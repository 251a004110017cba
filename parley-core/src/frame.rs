//! Wire framing and bounds checking.
//!
//! Wire format (one logical message):
//! ```text
//! +---------------------------+----------+
//! | PAYLOAD (<= 1023 bytes)   | NUL (1B) |
//! +---------------------------+----------+
//! ```
//!
//! The payload is UTF-8 text, possibly transformed by the obfuscation
//! layer. There is no length prefix; the receiver owns a fixed 1024-byte
//! window and treats the first NUL byte as end-of-message. A window that
//! fills completely without a NUL is malformed and the connection must be
//! torn down.
//!
//! # Framing Invariants
//!
//! - One `encode_frame` = one write call on the caller's socket
//! - The reader accumulates across short reads until a NUL appears;
//!   leftover bytes after the NUL are retained for the next message
//! - Payload + terminator always fit the 1024-byte window

use crate::error::ProtocolError;

/// Fixed receive window size, shared by every peer.
pub const RECV_BUFFER_SIZE: usize = 1024;

/// Maximum payload length (terminator must fit the window).
pub const MAX_PAYLOAD_LENGTH: usize = RECV_BUFFER_SIZE - 1;

/// Encode a payload into its wire form (payload + NUL terminator).
///
/// # Errors
///
/// Returns `MessageTooLarge` if the payload exceeds [`MAX_PAYLOAD_LENGTH`].
pub fn encode_frame(payload: &[u8]) -> Result<Vec<u8>, ProtocolError> {
    if payload.len() > MAX_PAYLOAD_LENGTH {
        return Err(ProtocolError::MessageTooLarge);
    }
    let mut wire = Vec::with_capacity(payload.len() + 1);
    wire.extend_from_slice(payload);
    wire.push(0);
    Ok(wire)
}

/// Incremental receive window for NUL-delimited messages.
///
/// Callers read socket bytes into [`FrameBuffer::writable`], commit them
/// with [`FrameBuffer::advance`], and drain complete messages with
/// [`FrameBuffer::next_frame`]. Splitting and coalescing of TCP segments
/// is handled here; the caller never sees a partial or merged message.
#[derive(Debug)]
pub struct FrameBuffer {
    buf: [u8; RECV_BUFFER_SIZE],
    filled: usize,
}

impl FrameBuffer {
    /// Create an empty receive window.
    pub fn new() -> Self {
        Self {
            buf: [0u8; RECV_BUFFER_SIZE],
            filled: 0,
        }
    }

    /// The writable remainder of the window.
    ///
    /// Empty only when the window is full; in that case `next_frame`
    /// reports the malformed stream.
    pub fn writable(&mut self) -> &mut [u8] {
        &mut self.buf[self.filled..]
    }

    /// Commit `n` bytes previously read into [`FrameBuffer::writable`].
    ///
    /// # Errors
    ///
    /// Returns `BufferOverflow` if `n` exceeds the writable remainder.
    pub fn advance(&mut self, n: usize) -> Result<(), ProtocolError> {
        if self.filled + n > RECV_BUFFER_SIZE {
            return Err(ProtocolError::BufferOverflow);
        }
        self.filled += n;
        Ok(())
    }

    /// Extract the next complete message payload, if one is buffered.
    ///
    /// Returns `Ok(None)` when more bytes are needed.
    ///
    /// # Errors
    ///
    /// Returns `MissingTerminator` when the window is full and no NUL
    /// byte is present; the stream cannot be resynchronized.
    pub fn next_frame(&mut self) -> Result<Option<Vec<u8>>, ProtocolError> {
        match self.buf[..self.filled].iter().position(|&b| b == 0) {
            Some(end) => {
                let payload = self.buf[..end].to_vec();
                self.buf.copy_within(end + 1..self.filled, 0);
                self.filled -= end + 1;
                Ok(Some(payload))
            }
            None if self.filled == RECV_BUFFER_SIZE => Err(ProtocolError::MissingTerminator),
            None => Ok(None),
        }
    }
}

impl Default for FrameBuffer {
    fn default() -> Self {
        Self::new()
    }
}

#[cfg(test)]
mod tests {
    use super::*;

    fn push(fb: &mut FrameBuffer, bytes: &[u8]) {
        fb.writable()[..bytes.len()].copy_from_slice(bytes);
        fb.advance(bytes.len()).unwrap();
    }

    #[test]
    fn test_encode_frame_appends_terminator() {
        let wire = encode_frame(b"hello").unwrap();
        assert_eq!(wire, b"hello\0");
    }

    #[test]
    fn test_encode_frame_too_large() {
        let payload = vec![b'a'; MAX_PAYLOAD_LENGTH + 1];
        assert_eq!(encode_frame(&payload), Err(ProtocolError::MessageTooLarge));
    }

    #[test]
    fn test_encode_frame_max_payload_fits_window() {
        let payload = vec![b'a'; MAX_PAYLOAD_LENGTH];
        let wire = encode_frame(&payload).unwrap();
        assert_eq!(wire.len(), RECV_BUFFER_SIZE);
    }

    #[test]
    fn test_single_message() {
        let mut fb = FrameBuffer::new();
        push(&mut fb, b"hello\0");
        assert_eq!(fb.next_frame().unwrap(), Some(b"hello".to_vec()));
        assert_eq!(fb.next_frame().unwrap(), None);
    }

    #[test]
    fn test_split_message() {
        let mut fb = FrameBuffer::new();
        push(&mut fb, b"hel");
        assert_eq!(fb.next_frame().unwrap(), None);
        push(&mut fb, b"lo\0");
        assert_eq!(fb.next_frame().unwrap(), Some(b"hello".to_vec()));
    }

    #[test]
    fn test_coalesced_messages() {
        let mut fb = FrameBuffer::new();
        push(&mut fb, b"one\0two\0");
        assert_eq!(fb.next_frame().unwrap(), Some(b"one".to_vec()));
        assert_eq!(fb.next_frame().unwrap(), Some(b"two".to_vec()));
        assert_eq!(fb.next_frame().unwrap(), None);
    }

    #[test]
    fn test_empty_message() {
        let mut fb = FrameBuffer::new();
        push(&mut fb, b"\0");
        assert_eq!(fb.next_frame().unwrap(), Some(Vec::new()));
    }

    #[test]
    fn test_full_window_without_terminator() {
        let mut fb = FrameBuffer::new();
        let junk = vec![b'x'; RECV_BUFFER_SIZE];
        push(&mut fb, &junk);
        assert_eq!(fb.next_frame(), Err(ProtocolError::MissingTerminator));
    }

    #[test]
    fn test_advance_overflow() {
        let mut fb = FrameBuffer::new();
        assert_eq!(
            fb.advance(RECV_BUFFER_SIZE + 1),
            Err(ProtocolError::BufferOverflow)
        );
    }

    #[test]
    fn test_roundtrip_through_window() {
        let mut fb = FrameBuffer::new();
        let wire = encode_frame("s\u{e5} h\u{e4}r".as_bytes()).unwrap();
        push(&mut fb, &wire);
        let payload = fb.next_frame().unwrap().unwrap();
        assert_eq!(payload, "s\u{e5} h\u{e4}r".as_bytes());
    }
}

+ + + + + + +

BRIEF:
Print exactly the lines above from the one with "for NUL-delimited messages." to the one with "fn push(fb: &mut", including both.

SOLUTION TO THIS PROBLEM:
/// Incremental receive window for NUL-delimited messages.
///
/// Callers read socket bytes into [`FrameBuffer::writable`], commit them
/// with [`FrameBuffer::advance`], and drain complete messages with
/// [`FrameBuffer::next_frame`]. Splitting and coalescing of TCP segments
/// is handled here; the caller never sees a partial or merged message.
#[derive(Debug)]
pub struct FrameBuffer {
    buf: [u8; RECV_BUFFER_SIZE],
    filled: usize,
}

impl FrameBuffer {
    /// Create an empty receive window.
    pub fn new() -> Self {
        Self {
            buf: [0u8; RECV_BUFFER_SIZE],
            filled: 0,
        }
    }

    /// The writable remainder of the window.
    ///
    /// Empty only when the window is full; in that case `next_frame`
    /// reports the malformed stream.
    pub fn writable(&mut self) -> &mut [u8] {
        &mut self.buf[self.filled..]
    }

    /// Commit `n` bytes previously read into [`FrameBuffer::writable`].
    ///
    /// # Errors
    ///
    /// Returns `BufferOverflow` if `n` exceeds the writable remainder.
    pub fn advance(&mut self, n: usize) -> Result<(), ProtocolError> {
        if self.filled + n > RECV_BUFFER_SIZE {
            return Err(ProtocolError::BufferOverflow);
        }
        self.filled += n;
        Ok(())
    }

    /// Extract the next complete message payload, if one is buffered.
    ///
    /// Returns `Ok(None)` when more bytes are needed.
    ///
    /// # Errors
    ///
    /// Returns `MissingTerminator` when the window is full and no NUL
    /// byte is present; the stream cannot be resynchronized.
    pub fn next_frame(&mut self) -> Result<Option<Vec<u8>>, ProtocolError> {
        match self.buf[..self.filled].iter().position(|&b| b == 0) {
            Some(end) => {
                let payload = self.buf[..end].to_vec();
                self.buf.copy_within(end + 1..self.filled, 0);
                self.filled -= end + 1;
                Ok(Some(payload))
            }
            None if self.filled == RECV_BUFFER_SIZE => Err(ProtocolError::MissingTerminator),
            None => Ok(None),
        }
    }
}

impl Default for FrameBuffer {
    fn default() -> Self {
        Self::new()
    }
}

#[cfg(test)]
mod tests {
    use super::*;

    fn push(fb: &mut FrameBuffer, bytes: &[u8]) {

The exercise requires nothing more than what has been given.